On n'a même pas à (se) si l'on doit ou si l'on peut être malhonnête vis-à-vis de ceux qui ne sont pas honnêtes: Kant a déjà répondu à ces questions et il n'y a pas à y revenir.





Friday, August 1, 2014

On trouverait sans peine intelligent le dernier des tarés pourvu qu'il flatte son ego à soi.

Sous l'éloge, le sarcasme bien souvent: ne pas s'y laisser prendre.

On accepte volontiers tout compliment, alors que l'on devrait s'en sentir offusqué, et ce même quand le compliment en question, aucunement injustifié, est indubitablement sincère, car il ne peut qu'être le fruit âcre d'un malentendu.

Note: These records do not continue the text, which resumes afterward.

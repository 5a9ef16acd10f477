//! ABOUTME: Job Registry (C2): durable status transitions with its own bounded retry

use crate::store::{SharedJobStore, StoreError};
use docflow_core::{DocumentId, Job, JobId, JobStage};
use docflow_resilience::{retry_with_backoff, RetryConfig};
use std::time::Duration;

/// Durable record of each pipeline run. Wraps a `JobStore` and adds the
/// bounded-retry-with-critical-logging discipline required of
/// `update_status` by §4.2: up to 3 attempts on transient storage failure,
/// and a failure here must never abort the pipeline.
pub struct JobRegistry {
    store: SharedJobStore,
    write_retry: RetryConfig,
}

impl JobRegistry {
    #[must_use]
    pub fn new(store: SharedJobStore) -> Self {
        Self {
            store,
            // "retry up to 3 times" reads as 3 total attempts on the write.
            write_retry: RetryConfig::new(2, Duration::from_millis(200), 2.0),
        }
    }

    /// `create(user_id, source_ref) -> Job`: initializes with `queued` and
    /// returns with a fresh id.
    pub async fn create(&self, user_id: &str, source_ref: &str) -> Result<Job, StoreError> {
        let job = Job::new(user_id, source_ref);
        self.store.insert(job.clone()).await?;
        Ok(job)
    }

    /// Moves the record to a new stage, retrying the write up to 3 times on
    /// transient storage failure. On exhaustion, logs at critical severity
    /// and swallows the error — **a Job Registry write failure must never
    /// abort the pipeline** (§4.2, §7).
    pub async fn update_status(&self, job_id: JobId, stage: JobStage, error: Option<String>) {
        let outcome = retry_with_backoff(
            "job_registry.update_status",
            self.write_retry,
            |e: &StoreError| matches!(e, StoreError::Transient(_)),
            || {
                let store = self.store.clone();
                let error = error.clone();
                async move {
                    let mut job = store.get(job_id).await?;
                    job.transition(stage, error);
                    store.update(job).await
                }
            },
        )
        .await;

        if let Err(err) = outcome {
            tracing::error!(
                critical = true,
                job_id = %job_id,
                stage = %stage,
                error = %err,
                "job registry status update exhausted retries; pipeline continues without a durable record of this transition"
            );
        }
    }

    /// Terminal success. `metadata` carries any degraded-run bookkeeping the
    /// Pipeline State accumulated (`max_attempts_reached`,
    /// `classification_error`, ...) so it survives in the durable record.
    pub async fn complete(
        &self,
        job_id: JobId,
        document_id: Option<DocumentId>,
        question_count: u32,
        metadata: serde_json::Map<String, serde_json::Value>,
    ) {
        let outcome = retry_with_backoff(
            "job_registry.complete",
            self.write_retry,
            |e: &StoreError| matches!(e, StoreError::Transient(_)),
            || {
                let store = self.store.clone();
                let metadata = metadata.clone();
                async move {
                    let mut job = store.get(job_id).await?;
                    job.merge_metadata(metadata);
                    job.complete(document_id, question_count);
                    store.update(job).await
                }
            },
        )
        .await;

        if let Err(err) = outcome {
            tracing::error!(
                critical = true,
                job_id = %job_id,
                error = %err,
                "job registry completion write exhausted retries"
            );
        }
    }

    /// Terminal failure; sets `completed_at`. `metadata` is merged the same
    /// way as in `complete`.
    pub async fn fail(
        &self,
        job_id: JobId,
        error: impl Into<String> + Send,
        metadata: serde_json::Map<String, serde_json::Value>,
    ) {
        let error = error.into();
        let outcome = retry_with_backoff(
            "job_registry.fail",
            self.write_retry,
            |e: &StoreError| matches!(e, StoreError::Transient(_)),
            || {
                let store = self.store.clone();
                let error = error.clone();
                let metadata = metadata.clone();
                async move {
                    let mut job = store.get(job_id).await?;
                    job.merge_metadata(metadata);
                    job.fail(error);
                    store.update(job).await
                }
            },
        )
        .await;

        if let Err(err) = outcome {
            tracing::error!(
                critical = true,
                job_id = %job_id,
                error = %err,
                "job registry failure write exhausted retries"
            );
        }
    }

    pub async fn get(&self, job_id: JobId) -> Result<Job, StoreError> {
        self.store.get(job_id).await
    }

    pub async fn list_by_user(
        &self,
        user_id: &str,
        limit: usize,
        offset: usize,
    ) -> Result<Vec<Job>, StoreError> {
        self.store.list_by_user(user_id, limit, offset).await
    }
}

Comment peut-on passer le plus clair de son temps à ne rien faire de bon, ni même d'agréable et prétendre aimer la vie?

Afin de pouvoir vivre, il faut apprendre à se mettre au-dessus des autres, peut-être même à les dominer, en tout cas à ne pas se laisser atteindre par eux, et c'est d'autant plus difficile qu'on ne se donne même pas le temps d'y songer.

On peut tout accepter, sauf l'injustice: c'est ce que l'on est tenté de croire, mais c'est ce dont presque rien ne fournit la preuve, vu que ce que les uns et les autres entendent par justice n'a le plus souvent rien à y voir.